Collected data entries:
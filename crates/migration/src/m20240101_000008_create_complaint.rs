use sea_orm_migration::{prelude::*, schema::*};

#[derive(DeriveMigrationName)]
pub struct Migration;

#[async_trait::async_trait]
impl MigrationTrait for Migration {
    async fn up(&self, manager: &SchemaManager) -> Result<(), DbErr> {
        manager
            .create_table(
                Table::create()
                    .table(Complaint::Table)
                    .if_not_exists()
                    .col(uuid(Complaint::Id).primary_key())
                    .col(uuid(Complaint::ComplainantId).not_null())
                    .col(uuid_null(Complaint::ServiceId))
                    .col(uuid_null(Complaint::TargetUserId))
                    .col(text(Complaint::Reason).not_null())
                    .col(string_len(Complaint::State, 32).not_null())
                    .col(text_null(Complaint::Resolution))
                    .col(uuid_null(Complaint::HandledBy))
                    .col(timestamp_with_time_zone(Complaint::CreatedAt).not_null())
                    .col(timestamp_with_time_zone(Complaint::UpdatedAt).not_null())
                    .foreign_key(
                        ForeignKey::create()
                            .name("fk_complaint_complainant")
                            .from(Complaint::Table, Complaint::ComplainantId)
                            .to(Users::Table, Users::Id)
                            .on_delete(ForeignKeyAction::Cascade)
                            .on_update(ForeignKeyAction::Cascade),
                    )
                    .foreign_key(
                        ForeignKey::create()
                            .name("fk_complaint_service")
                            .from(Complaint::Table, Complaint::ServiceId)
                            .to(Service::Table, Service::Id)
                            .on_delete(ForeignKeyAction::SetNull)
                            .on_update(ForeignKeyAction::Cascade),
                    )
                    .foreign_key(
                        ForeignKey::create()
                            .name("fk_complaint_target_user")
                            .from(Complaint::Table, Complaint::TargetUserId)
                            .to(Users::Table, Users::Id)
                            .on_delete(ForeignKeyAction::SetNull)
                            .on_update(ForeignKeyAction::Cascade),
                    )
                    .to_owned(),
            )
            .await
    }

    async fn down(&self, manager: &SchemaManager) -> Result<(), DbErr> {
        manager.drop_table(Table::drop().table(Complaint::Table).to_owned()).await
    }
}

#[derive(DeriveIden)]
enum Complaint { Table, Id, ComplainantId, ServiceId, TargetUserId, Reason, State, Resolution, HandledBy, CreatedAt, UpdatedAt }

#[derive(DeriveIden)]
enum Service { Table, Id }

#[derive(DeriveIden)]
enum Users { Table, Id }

• WHAT YOU SHOULD DO: For each entry above, please make an exact copy.

• REPLY TO THE EXERCISE:
filename crates/migration/src/m20240101_000008_create_complaint.rs
use sea_orm_migration::{prelude::*, schema::*};

#[derive(DeriveMigrationName)]
pub struct Migration;

#[async_trait::async_trait]
impl MigrationTrait for Migration {
    async fn up(&self, manager: &SchemaManager) -> Result<(), DbErr> {
        manager
            .create_table(
                Table::create()
                    .table(Complaint::Table)
                    .if_not_exists()
                    .col(uuid(Complaint::Id).primary_key())
                    .col(uuid(Complaint::ComplainantId).not_null())
                    .col(uuid_null(Complaint::ServiceId))
                    .col(uuid_null(Complaint::TargetUserId))
                    .col(text(Complaint::Reason).not_null())
                    .col(string_len(Complaint::State, 32).not_null())
                    .col(text_null(Complaint::Resolution))
                    .col(uuid_null(Complaint::HandledBy))
                    .col(timestamp_with_time_zone(Complaint::CreatedAt).not_null())
                    .col(timestamp_with_time_zone(Complaint::UpdatedAt).not_null())
                    .foreign_key(
                        ForeignKey::create()
                            .name("fk_complaint_complainant")
                            .from(Complaint::Table, Complaint::ComplainantId)
                            .to(Users::Table, Users::Id)
                            .on_delete(ForeignKeyAction::Cascade)
                            .on_update(ForeignKeyAction::Cascade),
                    )
                    .foreign_key(
                        ForeignKey::create()
                            .name("fk_complaint_service")
                            .from(Complaint::Table, Complaint::ServiceId)
                            .to(Service::Table, Service::Id)
                            .on_delete(ForeignKeyAction::SetNull)
                            .on_update(ForeignKeyAction::Cascade),
                    )
                    .foreign_key(
                        ForeignKey::create()
                            .name("fk_complaint_target_user")
                            .from(Complaint::Table, Complaint::TargetUserId)
                            .to(Users::Table, Users::Id)
                            .on_delete(ForeignKeyAction::SetNull)
                            .on_update(ForeignKeyAction::Cascade),
                    )
                    .to_owned(),
            )
            .await
    }

    async fn down(&self, manager: &SchemaManager) -> Result<(), DbErr> {
        manager.drop_table(Table::drop().table(Complaint::Table).to_owned()).await
    }
}

#[derive(DeriveIden)]
enum Complaint { Table, Id, ComplainantId, ServiceId, TargetUserId, Reason, State, Resolution, HandledBy, CreatedAt, UpdatedAt }

#[derive(DeriveIden)]
enum Service { Table, Id }

#[derive(DeriveIden)]
enum Users { Table, Id }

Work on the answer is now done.